WHAT YOU ARE ASKED TO DO
Please give the number of lines that hold the string "shift" in the listing, without any other words.

....

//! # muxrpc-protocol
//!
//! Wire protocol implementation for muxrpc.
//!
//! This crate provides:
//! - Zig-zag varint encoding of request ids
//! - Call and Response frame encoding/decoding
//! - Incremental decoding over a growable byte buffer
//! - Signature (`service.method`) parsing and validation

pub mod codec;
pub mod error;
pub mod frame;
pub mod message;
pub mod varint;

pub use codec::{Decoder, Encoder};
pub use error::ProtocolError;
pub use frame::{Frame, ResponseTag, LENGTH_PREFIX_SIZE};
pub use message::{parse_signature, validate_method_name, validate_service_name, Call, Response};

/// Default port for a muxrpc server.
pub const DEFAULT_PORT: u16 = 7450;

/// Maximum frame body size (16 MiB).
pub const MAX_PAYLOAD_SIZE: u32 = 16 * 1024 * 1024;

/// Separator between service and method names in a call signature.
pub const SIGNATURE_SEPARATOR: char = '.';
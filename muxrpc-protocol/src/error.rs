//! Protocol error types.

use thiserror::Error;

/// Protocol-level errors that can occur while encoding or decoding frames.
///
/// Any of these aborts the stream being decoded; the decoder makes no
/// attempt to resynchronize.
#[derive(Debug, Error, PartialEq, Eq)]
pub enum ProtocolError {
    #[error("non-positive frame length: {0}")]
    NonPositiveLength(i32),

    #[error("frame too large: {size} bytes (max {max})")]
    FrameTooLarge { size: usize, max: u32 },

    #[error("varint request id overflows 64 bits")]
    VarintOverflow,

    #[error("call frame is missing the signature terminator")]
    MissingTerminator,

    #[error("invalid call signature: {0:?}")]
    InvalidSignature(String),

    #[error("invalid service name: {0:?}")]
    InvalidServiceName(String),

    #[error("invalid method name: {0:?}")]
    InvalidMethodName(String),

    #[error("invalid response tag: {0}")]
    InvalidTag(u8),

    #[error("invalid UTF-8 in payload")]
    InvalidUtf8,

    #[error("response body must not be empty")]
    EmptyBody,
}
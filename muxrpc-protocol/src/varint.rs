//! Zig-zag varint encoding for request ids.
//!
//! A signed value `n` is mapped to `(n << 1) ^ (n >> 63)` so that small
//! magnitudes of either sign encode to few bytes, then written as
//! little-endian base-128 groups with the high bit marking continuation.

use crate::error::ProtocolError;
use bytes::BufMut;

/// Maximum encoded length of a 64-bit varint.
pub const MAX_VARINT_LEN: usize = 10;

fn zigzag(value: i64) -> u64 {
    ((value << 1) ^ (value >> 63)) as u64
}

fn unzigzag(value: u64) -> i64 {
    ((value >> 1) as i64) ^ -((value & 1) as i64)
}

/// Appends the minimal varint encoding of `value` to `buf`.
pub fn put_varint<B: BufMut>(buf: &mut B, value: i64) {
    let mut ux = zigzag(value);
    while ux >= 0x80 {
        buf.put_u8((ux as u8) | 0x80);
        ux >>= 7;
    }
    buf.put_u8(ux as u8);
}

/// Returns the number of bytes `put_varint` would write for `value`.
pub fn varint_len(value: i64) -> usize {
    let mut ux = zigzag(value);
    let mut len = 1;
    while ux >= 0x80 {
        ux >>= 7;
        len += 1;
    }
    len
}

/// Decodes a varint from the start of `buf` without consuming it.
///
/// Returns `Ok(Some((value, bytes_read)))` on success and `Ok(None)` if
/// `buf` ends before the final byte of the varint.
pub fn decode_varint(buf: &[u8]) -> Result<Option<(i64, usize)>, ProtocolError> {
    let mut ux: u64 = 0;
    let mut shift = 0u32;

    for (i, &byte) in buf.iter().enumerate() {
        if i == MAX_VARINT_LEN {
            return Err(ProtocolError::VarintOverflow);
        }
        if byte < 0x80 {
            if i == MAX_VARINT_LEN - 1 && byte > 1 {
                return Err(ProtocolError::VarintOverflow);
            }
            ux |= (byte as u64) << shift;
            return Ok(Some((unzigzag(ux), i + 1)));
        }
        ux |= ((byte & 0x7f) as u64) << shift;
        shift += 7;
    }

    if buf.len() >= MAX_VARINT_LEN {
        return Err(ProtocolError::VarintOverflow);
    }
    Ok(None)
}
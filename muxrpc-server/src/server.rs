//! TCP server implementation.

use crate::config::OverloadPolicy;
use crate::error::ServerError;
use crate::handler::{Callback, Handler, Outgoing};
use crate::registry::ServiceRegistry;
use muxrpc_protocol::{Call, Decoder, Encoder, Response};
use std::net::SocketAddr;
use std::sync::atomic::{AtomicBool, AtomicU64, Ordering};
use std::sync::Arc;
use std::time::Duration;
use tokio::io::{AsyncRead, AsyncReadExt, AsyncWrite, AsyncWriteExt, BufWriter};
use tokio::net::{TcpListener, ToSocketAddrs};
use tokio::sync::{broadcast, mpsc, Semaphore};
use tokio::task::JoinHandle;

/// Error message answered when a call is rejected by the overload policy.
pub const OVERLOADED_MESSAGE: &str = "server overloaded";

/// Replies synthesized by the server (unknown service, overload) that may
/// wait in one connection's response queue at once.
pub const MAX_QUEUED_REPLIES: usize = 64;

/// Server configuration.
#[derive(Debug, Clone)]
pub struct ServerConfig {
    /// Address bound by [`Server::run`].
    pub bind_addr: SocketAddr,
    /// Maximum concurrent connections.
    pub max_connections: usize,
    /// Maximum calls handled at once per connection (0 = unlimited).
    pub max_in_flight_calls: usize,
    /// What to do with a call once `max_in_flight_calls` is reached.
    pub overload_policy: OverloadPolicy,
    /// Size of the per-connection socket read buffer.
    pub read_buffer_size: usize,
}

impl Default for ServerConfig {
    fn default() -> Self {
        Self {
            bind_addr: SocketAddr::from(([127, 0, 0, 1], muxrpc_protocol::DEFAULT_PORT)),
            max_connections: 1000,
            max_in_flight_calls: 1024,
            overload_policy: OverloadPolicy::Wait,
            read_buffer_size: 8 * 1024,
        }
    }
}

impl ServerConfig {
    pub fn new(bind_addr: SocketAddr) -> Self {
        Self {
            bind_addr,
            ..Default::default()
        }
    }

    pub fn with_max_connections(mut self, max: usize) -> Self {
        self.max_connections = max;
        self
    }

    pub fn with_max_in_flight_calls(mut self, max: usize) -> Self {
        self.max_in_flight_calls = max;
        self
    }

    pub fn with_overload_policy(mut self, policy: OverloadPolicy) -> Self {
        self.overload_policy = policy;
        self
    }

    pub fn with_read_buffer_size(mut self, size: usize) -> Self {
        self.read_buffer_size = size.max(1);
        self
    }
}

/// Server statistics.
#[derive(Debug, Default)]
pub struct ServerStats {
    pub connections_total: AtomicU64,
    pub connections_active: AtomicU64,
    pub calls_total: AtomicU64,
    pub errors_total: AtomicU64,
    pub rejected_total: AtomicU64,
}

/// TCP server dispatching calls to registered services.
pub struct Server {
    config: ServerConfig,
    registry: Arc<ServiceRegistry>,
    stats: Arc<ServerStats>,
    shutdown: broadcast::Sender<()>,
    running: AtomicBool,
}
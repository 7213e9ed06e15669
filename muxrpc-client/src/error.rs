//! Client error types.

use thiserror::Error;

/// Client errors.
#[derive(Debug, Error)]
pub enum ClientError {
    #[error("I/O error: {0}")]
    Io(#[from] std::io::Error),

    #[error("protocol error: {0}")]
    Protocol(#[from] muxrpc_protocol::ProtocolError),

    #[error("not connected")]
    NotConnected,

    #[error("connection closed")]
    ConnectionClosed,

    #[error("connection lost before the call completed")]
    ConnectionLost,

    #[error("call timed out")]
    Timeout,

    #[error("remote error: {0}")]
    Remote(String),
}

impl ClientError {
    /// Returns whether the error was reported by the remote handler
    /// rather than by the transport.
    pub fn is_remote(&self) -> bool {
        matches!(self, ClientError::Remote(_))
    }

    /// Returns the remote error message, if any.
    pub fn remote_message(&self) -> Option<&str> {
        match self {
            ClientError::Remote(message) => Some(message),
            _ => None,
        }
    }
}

....

RESPONSE BOX
4